• _TASK DESCRIPTION_
Set down, in full, every record in the block.

[Stored data]
>>>>

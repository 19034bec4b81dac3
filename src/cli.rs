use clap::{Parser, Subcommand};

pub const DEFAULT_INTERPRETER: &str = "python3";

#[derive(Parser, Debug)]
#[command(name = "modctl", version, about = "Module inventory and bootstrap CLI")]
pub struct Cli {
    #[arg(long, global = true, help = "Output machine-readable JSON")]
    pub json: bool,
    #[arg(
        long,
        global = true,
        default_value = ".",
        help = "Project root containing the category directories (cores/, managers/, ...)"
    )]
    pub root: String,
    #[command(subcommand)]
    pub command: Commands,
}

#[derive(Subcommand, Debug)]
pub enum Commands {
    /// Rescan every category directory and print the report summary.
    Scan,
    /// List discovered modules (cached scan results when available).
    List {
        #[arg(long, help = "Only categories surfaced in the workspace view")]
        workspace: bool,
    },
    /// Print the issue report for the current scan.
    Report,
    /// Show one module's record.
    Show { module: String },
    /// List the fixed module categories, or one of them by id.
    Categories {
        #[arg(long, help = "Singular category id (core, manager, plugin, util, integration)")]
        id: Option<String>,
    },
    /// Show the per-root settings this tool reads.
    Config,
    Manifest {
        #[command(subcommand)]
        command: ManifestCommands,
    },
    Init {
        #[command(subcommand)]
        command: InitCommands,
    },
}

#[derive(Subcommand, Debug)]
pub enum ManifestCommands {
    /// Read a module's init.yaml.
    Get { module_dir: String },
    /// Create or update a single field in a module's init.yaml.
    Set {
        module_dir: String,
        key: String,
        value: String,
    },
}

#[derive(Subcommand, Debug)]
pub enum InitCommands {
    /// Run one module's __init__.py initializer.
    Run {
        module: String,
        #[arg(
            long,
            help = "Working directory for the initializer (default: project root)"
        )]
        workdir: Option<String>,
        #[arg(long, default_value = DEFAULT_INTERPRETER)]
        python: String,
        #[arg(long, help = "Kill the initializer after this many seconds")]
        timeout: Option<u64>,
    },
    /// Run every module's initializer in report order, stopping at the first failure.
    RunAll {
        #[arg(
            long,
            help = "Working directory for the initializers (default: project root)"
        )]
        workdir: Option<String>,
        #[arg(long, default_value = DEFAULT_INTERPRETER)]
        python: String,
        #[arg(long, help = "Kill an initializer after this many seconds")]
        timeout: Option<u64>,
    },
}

<<<<

• _RESPONSE BOX_
repository 19034bec4b81dac3
filename src/cli.rs
use clap::{Parser, Subcommand};

pub const DEFAULT_INTERPRETER: &str = "python3";

#[derive(Parser, Debug)]
#[command(name = "modctl", version, about = "Module inventory and bootstrap CLI")]
pub struct Cli {
    #[arg(long, global = true, help = "Output machine-readable JSON")]
    pub json: bool,
    #[arg(
        long,
        global = true,
        default_value = ".",
        help = "Project root containing the category directories (cores/, managers/, ...)"
    )]
    pub root: String,
    #[command(subcommand)]
    pub command: Commands,
}

#[derive(Subcommand, Debug)]
pub enum Commands {
    /// Rescan every category directory and print the report summary.
    Scan,
    /// List discovered modules (cached scan results when available).
    List {
        #[arg(long, help = "Only categories surfaced in the workspace view")]
        workspace: bool,
    },
    /// Print the issue report for the current scan.
    Report,
    /// Show one module's record.
    Show { module: String },
    /// List the fixed module categories, or one of them by id.
    Categories {
        #[arg(long, help = "Singular category id (core, manager, plugin, util, integration)")]
        id: Option<String>,
    },
    /// Show the per-root settings this tool reads.
    Config,
    Manifest {
        #[command(subcommand)]
        command: ManifestCommands,
    },
    Init {
        #[command(subcommand)]
        command: InitCommands,
    },
}

#[derive(Subcommand, Debug)]
pub enum ManifestCommands {
    /// Read a module's init.yaml.
    Get { module_dir: String },
    /// Create or update a single field in a module's init.yaml.
    Set {
        module_dir: String,
        key: String,
        value: String,
    },
}

#[derive(Subcommand, Debug)]
pub enum InitCommands {
    /// Run one module's __init__.py initializer.
    Run {
        module: String,
        #[arg(
            long,
            help = "Working directory for the initializer (default: project root)"
        )]
        workdir: Option<String>,
        #[arg(long, default_value = DEFAULT_INTERPRETER)]
        python: String,
        #[arg(long, help = "Kill the initializer after this many seconds")]
        timeout: Option<u64>,
    },
    /// Run every module's initializer in report order, stopping at the first failure.
    RunAll {
        #[arg(
            long,
            help = "Working directory for the initializers (default: project root)"
        )]
        workdir: Option<String>,
        #[arg(long, default_value = DEFAULT_INTERPRETER)]
        python: String,
        #[arg(long, help = "Kill an initializer after this many seconds")]
        timeout: Option<u64>,
    },
}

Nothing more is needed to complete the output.